Título de Doutor Honoris Causa de ditadores são revogados no Rio Grande do Norte Geral

segunda-feira, 28 abril 2025
Colegiado revogou títulos a ditadores por unanimidade (Foto: Marina Gadelha / UFRN)

UFRN revoga honraria dada a Castelo Branco e Médici durante o regime militar no Brasil

Entre as honrarias concedidas pela Universidade Federal do Rio Grande do Norte (UFRN) a militares e colaboradores da ditadura militar implantada no Brasil em 1964 e que durou mais de 20 anos estão a Medalha de Mérito Universitário, a Medalha de Mérito Universitário no grau de Grande Conselheiro, a Medalha de Amigo da UFRN, o Diploma de Amigo da UFRN, a Medalha de Mérito Funcional, o título de Orador da turma única de formandos (1973) e o cargo de Paraninfo da Solenidade Única de Colação de Grau (1974).

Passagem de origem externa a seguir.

//! pews: CLI for the earthquake early-warning feed.
//!
//! Supports:
//! - Polling the live feed, one JSON line per cycle
//! - Replaying a historical incident on a virtual clock
//! - Decoding saved `.s`/`.b` resources from disk

use std::io::Write;
use std::path::{Path, PathBuf};
use std::time::Duration;

use clap::{Parser, Subcommand};
use comfy_table::{Cell, Table};
use tracing::{error, info};

use pews_client::{logging, poll_loop, ClientError, Cycle, FeedClient, HttpFetcher, PollOptions};
use pews_core::clock::{parse_time_key, ReplayRequest, TimeKeySource};
use pews_core::config::{self, Config};
use pews_core::{decode_station_data, decode_station_list, HeaderLayout, Station};

#[derive(Parser)]
#[command(name = "pews", version, about = "Earthquake early-warning feed decoder")]
struct Cli {
    /// Config file (defaults to ~/.pews/config.yaml)
    #[arg(long, global = true)]
    config: Option<PathBuf>,

    /// Debug logging (RUST_LOG overrides)
    #[arg(short, long, global = true)]
    verbose: bool,

    #[command(subcommand)]
    command: Commands,
}

#[derive(Subcommand)]
enum Commands {
    /// Poll the live feed and print one JSON line per cycle
    Watch {
        /// Feed base URL
        #[arg(long, env = "PEWS_BASE_URL")]
        base_url: Option<String>,

        /// Milliseconds between polls
        #[arg(long, value_parser = clap::value_parser!(u64).range(1..))]
        interval_ms: Option<u64>,

        /// Poll a single cycle and exit
        #[arg(long)]
        once: bool,
    },

    /// Replay a historical incident, then exit when it ends
    Replay {
        /// Incident id (e.g. 2021007178)
        #[arg(long)]
        incident_id: Option<u64>,

        /// Virtual start time, YYYYMMDDHHMMSS UTC
        #[arg(long)]
        start: Option<String>,

        /// Replay length in seconds
        #[arg(long)]
        duration_secs: Option<i64>,

        /// Feed base URL
        #[arg(long, env = "PEWS_BASE_URL")]
        base_url: Option<String>,
    },

    /// Decode a saved station list (.s) file
    Stations {
        file: PathBuf,

        /// Print JSON instead of a table
        #[arg(long)]
        json: bool,
    },

    /// Decode a saved status message (.b) file
    Decode {
        file: PathBuf,

        /// Number of stations in the matching station list
        #[arg(long)]
        stations: usize,

        /// The file came from the replay feed (short header)
        #[arg(long)]
        replay: bool,
    },

    /// Print the current live time key
    Key,

    /// Manage the config file
    Config {
        #[command(subcommand)]
        action: ConfigAction,
    },
}

#[derive(Subcommand)]
enum ConfigAction {
    /// Write a default config file
    Init {
        /// Overwrite an existing file
        #[arg(long)]
        force: bool,
    },
    /// Print the effective configuration
    Show,
}

#[tokio::main]
async fn main() {
    let cli = Cli::parse();

    if let Err(e) = logging::init(cli.verbose) {
        eprintln!("Error: {e}");
        std::process::exit(1);
    }

    if let Err(e) = run(cli).await {
        error!(error = %e, "pews failed");
        std::process::exit(1);
    }
}

async fn run(cli: Cli) -> Result<(), ClientError> {
    let (cfg, config_path) = match cli.config {
        Some(path) => (config::load_config_from(&path)?, path),
        None => (config::load_config()?, config::config_file()),
    };

    match cli.command {
        Commands::Watch {
            base_url,
            interval_ms,
            once,
        } => cmd_watch(&cfg, base_url, interval_ms, once).await,
        Commands::Replay {
            incident_id,
            start,
            duration_secs,
            base_url,
        } => cmd_replay(&cfg, incident_id, start, duration_secs, base_url).await,
        Commands::Stations { file, json } => cmd_stations(file, json),
        Commands::Decode {
            file,
            stations,
            replay,
        } => cmd_decode(file, stations, replay),
        Commands::Key => {
            println!("{}", TimeKeySource::system().current_key());
            Ok(())
        }
        Commands::Config { action } => cmd_config(&cfg, &config_path, action),
    }
}

fn http_client(
    cfg: &Config,
    base_url: Option<String>,
) -> Result<FeedClient<HttpFetcher>, ClientError> {
    let base_url = base_url.unwrap_or_else(|| cfg.feed.base_url.clone());
    let fetcher = HttpFetcher::new(&base_url, Duration::from_secs(cfg.feed.timeout_secs))?;
    info!(%base_url, "using feed");
    Ok(FeedClient::system(fetcher))
}

/// Print a cycle as one JSON line.
fn emit(cycle: &Cycle) -> std::io::Result<()> {
    write_cycle(&mut std::io::stdout().lock(), cycle)
}

fn write_cycle(out: &mut impl Write, cycle: &Cycle) -> std::io::Result<()> {
    serde_json::to_writer(&mut *out, cycle)?;
    writeln!(out)?;
    out.flush()
}

async fn run_until_interrupted(client: &mut FeedClient<HttpFetcher>, opts: PollOptions) {
    tokio::select! {
        cycles = poll_loop(client, &opts, emit) => info!(cycles, "polling stopped"),
        _ = tokio::signal::ctrl_c() => info!("interrupted"),
    }
}

async fn cmd_watch(
    cfg: &Config,
    base_url: Option<String>,
    interval_ms: Option<u64>,
    once: bool,
) -> Result<(), ClientError> {
    let mut client = http_client(cfg, base_url)?;

    if once {
        let cycle = client.poll_once().await?;
        emit(&cycle)?;
        return Ok(());
    }

    let opts = PollOptions {
        interval: Duration::from_millis(interval_ms.unwrap_or(cfg.feed.poll_interval_ms)),
        ..PollOptions::default()
    };
    run_until_interrupted(&mut client, opts).await;
    Ok(())
}

async fn cmd_replay(
    cfg: &Config,
    incident_id: Option<u64>,
    start: Option<String>,
    duration_secs: Option<i64>,
    base_url: Option<String>,
) -> Result<(), ClientError> {
    let request = replay_request(cfg, incident_id, start, duration_secs)?;
    let mut client = http_client(cfg, base_url)?;
    client.begin_replay(request);

    let opts = PollOptions {
        interval: Duration::from_millis(cfg.feed.poll_interval_ms),
        until_replay_ends: true,
        ..PollOptions::default()
    };
    run_until_interrupted(&mut client, opts).await;
    Ok(())
}

/// Combine CLI arguments with the config file's replay section.
fn replay_request(
    cfg: &Config,
    incident_id: Option<u64>,
    start: Option<String>,
    duration_secs: Option<i64>,
) -> Result<ReplayRequest, ClientError> {
    let defaults = cfg.replay.as_ref();
    let missing = |what: &str| {
        pews_core::PewsError::Config(format!(
            "replay needs --{what} (or replay.{} in the config file)",
            what.replace('-', "_")
        ))
    };

    let incident_id = incident_id
        .or(defaults.map(|r| r.incident_id))
        .ok_or_else(|| missing("incident-id"))?;
    let start = start
        .or_else(|| defaults.map(|r| r.start.clone()))
        .ok_or_else(|| missing("start"))?;
    let duration_secs = duration_secs
        .or(defaults.map(|r| r.duration_secs))
        .ok_or_else(|| missing("duration-secs"))?;

    Ok(ReplayRequest {
        incident_id,
        virtual_start: parse_time_key(&start)?,
        duration: config::replay_duration(duration_secs)?,
    })
}

fn cmd_stations(file: PathBuf, json: bool) -> Result<(), ClientError> {
    let data = std::fs::read(&file)?;
    let stations = decode_station_list(&data)?;

    if json {
        println!("{}", serde_json::to_string_pretty(&stations)?);
        return Ok(());
    }

    println!("{} stations in {}", stations.len(), file.display());
    if stations.is_empty() {
        return Ok(());
    }
    println!("{}", station_table(&stations));
    Ok(())
}

fn station_table(stations: &[Station]) -> Table {
    let mut table = Table::new();
    table.set_header(vec!["#", "Lat", "Lon", "Lat (deg)", "Lon (deg)"]);
    for (i, s) in stations.iter().enumerate() {
        table.add_row(vec![
            Cell::new(i),
            Cell::new(s.latitude),
            Cell::new(s.longitude),
            Cell::new(format!("{:.2}", s.lat_deg())),
            Cell::new(format!("{:.2}", s.lon_deg())),
        ]);
    }
    table
}

fn cmd_decode(file: PathBuf, stations: usize, replay: bool) -> Result<(), ClientError> {
    let data = std::fs::read(&file)?;
    let msg = decode_station_data(&data, stations, HeaderLayout::for_replay(replay))?;
    println!("{}", serde_json::to_string_pretty(&msg)?);
    Ok(())
}

fn cmd_config(cfg: &Config, path: &Path, action: ConfigAction) -> Result<(), ClientError> {
    match action {
        ConfigAction::Init { force } => {
            if path.exists() && !force {
                return Err(pews_core::PewsError::Config(format!(
                    "{} already exists (use --force to overwrite)",
                    path.display()
                ))
                .into());
            }
            config::save_config_to(&Config::default(), path)?;
            println!("Wrote {}", path.display());
        }
        ConfigAction::Show => {
            println!("# {}", path.display());
            print!("{}", config::serialize_config(cfg));
        }
    }
    Ok(())
}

Dos 35 títulos aprovados entre 1966 e 1982, dois acabam de ser anulados pela UFRN: foram cassados os títulos de Doutor Honoris Causa dos ditadores Humberto de Alencar Castello Branco e Emílio Garrastazu Médici, concedidos em 1966 e 1971, respectivamente. O reitor da UFRN nas duas ocasiões era Manoel Onofre Lopes. A decisão unânime do Conselho Universitário (Consuni) da UFRN ocorreu no último dia 25 de abril.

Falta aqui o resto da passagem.